As middle-class voters in urban centres move slowly and inexorably away from the ANC, there is a real prospect they will be governed by a coalition more hostile to their particular needs and values than ever before. Our cities, the factories designed to produce the middle class, will be run by people who either care nothing for them or see them as some sort of class enemy.
That is a recipe for one of two things: fight or flight. Or both. On the flight front, many have already boarded planes and left. First for the Western Cape, then for another country. When it comes to fighting though, what do you do? You can choose the DA, though many black middle-class South Africans find that hard. Outside of the DA, the pickings are slim to none in terms of a real electoral force.
Action SA might put up a good show, for a new party, in Johannesburg in this election, but Herman Mashaba is with the EFF view that the primary purpose of any city should be to cater almost exclusively to the poor. His infatuation with and mental capture by the EFF was so well set that the EFF once pronounced him an “EFF mayor”. He too deals in radical populism.
For the ANC/EFF, high-income and middle-class people exist only to provide the economic resources to service the poor, as opposed to producing an environment in which the goal is to grow and reward that constituency as a vital cog in any local government.
The assumption seems to be that it is a zero-sum game. It is the poor or bust. But that is simply not true. One can do both. In fact, the poor, unemployed and vulnerable are well served by a government that has as its primary focus the creation of a middle class, as opposed to the perpetuation of poverty. What is the point of social grants, after all, if not to give people the opportunity to turn it into a sustainable and meaningful job?
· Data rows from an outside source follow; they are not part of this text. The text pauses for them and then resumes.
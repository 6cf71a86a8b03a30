//! Retry decisions for the origin proxy loop.
//!
//! # Responsibilities
//! - Classify origin response statuses (success / retryable / plain failure)
//! - Decide whether a failed attempt may be retried on a new connection
//! - Compute the delay before the retry
//!
//! # Design Decisions
//! - A retry needs all of: replayable body, remaining budget, retryable class
//! - Admission failures (max conns, concurrency, no servers) are never retried
//! - The budget lives on the session so an origin can shrink it mid-request

use std::collections::HashSet;
use std::time::Duration;

use crate::config::schema::RetryConfig;
use crate::resilience::backoff::retry_delay;
use crate::resilience::errors::ErrorType;

/// Facts about a failed attempt that drive the retry decision.
#[derive(Debug, Clone, Copy)]
pub struct RetryInput {
    /// 1-based number of the attempt that just failed.
    pub attempt: u32,
    /// Remaining retry budget on the session (may be negative after adjustment).
    pub retry_budget: i32,
    pub error_type: ErrorType,
    /// Origin status when the failure was a response, `None` for transport errors.
    pub status: Option<u16>,
    pub replayable: bool,
    pub cancelled: bool,
}

/// Why no further attempt is made.
#[derive(Debug, Clone, Copy, PartialEq, Eq)]
pub enum GiveUpReason {
    Cancelled,
    NotRetryable,
    NotReplayable,
    BudgetExhausted,
}

impl GiveUpReason {
    pub fn as_str(&self) -> &'static str {
        match self {
            GiveUpReason::Cancelled => "cancelled",
            GiveUpReason::NotRetryable => "not_retryable",
            GiveUpReason::NotReplayable => "not_replayable",
            GiveUpReason::BudgetExhausted => "budget_exhausted",
        }
    }
}

#[derive(Debug, Clone, Copy, PartialEq, Eq)]
pub enum RetryDecision {
    Retry,
    GiveUp(GiveUpReason),
}

/// Retry policy shared by every request through a proxy endpoint.
#[derive(Debug, Clone)]
pub struct RetryPolicy {
    retryable_statuses: HashSet<u16>,
    backoff_base_ms: u64,
    backoff_max_ms: u64,
}

impl Default for RetryPolicy {
    fn default() -> Self {
        Self::from_config(&RetryConfig::default())
    }
}

impl RetryPolicy {
    pub fn from_config(config: &RetryConfig) -> Self {
        Self {
            retryable_statuses: config.retryable_statuses.iter().copied().collect(),
            backoff_base_ms: config.backoff_base_ms,
            backoff_max_ms: config.backoff_max_ms,
        }
    }

    pub fn is_retryable_status(&self, status: u16) -> bool {
        self.retryable_statuses.contains(&status)
    }

    /// Classify an origin status. `None` means the response counts as a success.
    pub fn classify_status(&self, status: u16) -> Option<ErrorType> {
        if self.is_retryable_status(status) {
            Some(ErrorType::ServiceUnavailable)
        } else if status >= 500 {
            Some(ErrorType::ErrorStatusResponse)
        } else {
            None
        }
    }

    pub fn decide(&self, input: &RetryInput) -> RetryDecision {
        if input.cancelled {
            return RetryDecision::GiveUp(GiveUpReason::Cancelled);
        }

        let retryable_class = match input.status {
            Some(status) => self.is_retryable_status(status),
            None => input.error_type.is_retryable(),
        };
        if !retryable_class {
            return RetryDecision::GiveUp(GiveUpReason::NotRetryable);
        }

        // Retries already spent equals attempt - 1.
        if i64::from(input.attempt) > i64::from(input.retry_budget) {
            return RetryDecision::GiveUp(GiveUpReason::BudgetExhausted);
        }

        if !input.replayable {
            return RetryDecision::GiveUp(GiveUpReason::NotReplayable);
        }

        RetryDecision::Retry
    }

    /// Delay before retry number `retry` (1 = first retry).
    pub fn backoff(&self, retry: u32) -> Duration {
        retry_delay(retry, self.backoff_base_ms, self.backoff_max_ms)
    }
}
There is one future path for SA where cities are structured around the creation of a middle class and the goal is to lift people out of poverty. In that future, cities are the foundation of a brighter economic future, whatever the ANC’s national policies.
There is another path where the ANC and EFF come together and actively regress what little progress has been made on this front. Where the middle class continues to be the enemy, whatever its race, and cities are designed to be first and foremost social welfare programmes that feed off the rates and taxes of an ever shrinking base and where delivery of services collapses. In that future, our cities become the end of our economy, and the middle class leaves as metros are reduced to mere extensions of the ANC’s national approach.
The former path sets up a grand conflict in the long term. While our cities are the core of our economy, the constitution is structured in such a way that the levers of economic power rest almost entirely with the national administration. Controlled by the ANC, a party in hock primarily to a rural consistency, this sets the scene for a showdown. If cities are to cater for a constituency that is increasingly middle class, they are going to be forced to break with many national policies. It is a political inevitability, and with time one that will be brought to bear even on local ANC governments. The only problem is, by then it might be too late.
The 2021 local government elections will constitute a critical moment in this regard. Cities and the middle class are simply not conceived of as a solution to our problems. Given the opportunity, and control over governments in our metros, the ANC and EFF will make sure they never are.
• Van Onselen, a former journalist who also worked for the DA in various capacities, was head of politics at the Institute of Race Relations before joining market research company Victory Research as CEO. He writes in his personal capacity.